A decision has to be made. To do up laces in the street is embarrassing: stopping, half-kneeling, handbag swivelling round, long skirt a nuisance as I try, half-blind, to retie the things. Yet if I go on the lace will increasingly shout to be attended to. To trip over would be the worst of all. So I bend in defeat.
Such quotidian run-ins with my laces take me back to my first struggles, sitting on the bottom step of the stairs as a child, to fasten my stiff brown leather shoes. I knew that this was a rite of passage. And it was hard. The first half-knot was easy enough, but then came the second, done as a big loop, and while you shaped the big loop the first half-knot would slip apart unless you kept a finger pressed firmly down on it; or the loop would get too big, the whole thing would unravel and you had to start again.
These frustrations have been going on for as long as humans have bound their shoes this way. There seems to be an enduring fascination with the crossing of one lace over another, the charm of aglets (whether copper, silver or brass) and the pleasing finial of bows. Romans and Greeks sometimes wore cross-lacing up to the knees, and cobblers have been punching eyelets into leather shoes since the early Middle Ages. Even Otzi the Iceman trekked through the Tyrolean snow 5,000 years ago with eyelet holes in his shoes and a cat’s cradle of lime-bark laces lined with warming straw. Perhaps his fate was sealed when one came undone.
There have always been simpler ways to wear shoes. The most obvious is not to fasten them at all, just pull them on and off, like summer sandals. Unlaced shoes can do the stoutest service, and every member of China’s great Terracotta Army wears his square-toed slippers with pride. Court shoes and loafers stay on perfectly well. Yet those very names, slippers and loafers, also suggest laziness, domesticity and lack of serious purpose. They seem unprepared for life out of doors.
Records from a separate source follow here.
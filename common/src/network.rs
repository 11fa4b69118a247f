pub mod range;
pub mod target;
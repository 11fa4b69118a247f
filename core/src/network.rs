pub mod resolve;
pub mod tcp;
And preparation is the heart of the matter. A shoelace exemplifies it. In my backpack, alongside a penknife, a pencil and safety pins, there is always a spare lace for my walking boots, just in case. In fact those laces have never snapped, they are probably too gummed up with mud for that. But the spare lace has held on a hat in a gale, and kept the sole attached to a cheapskate sandal for some miles. I would not be without it.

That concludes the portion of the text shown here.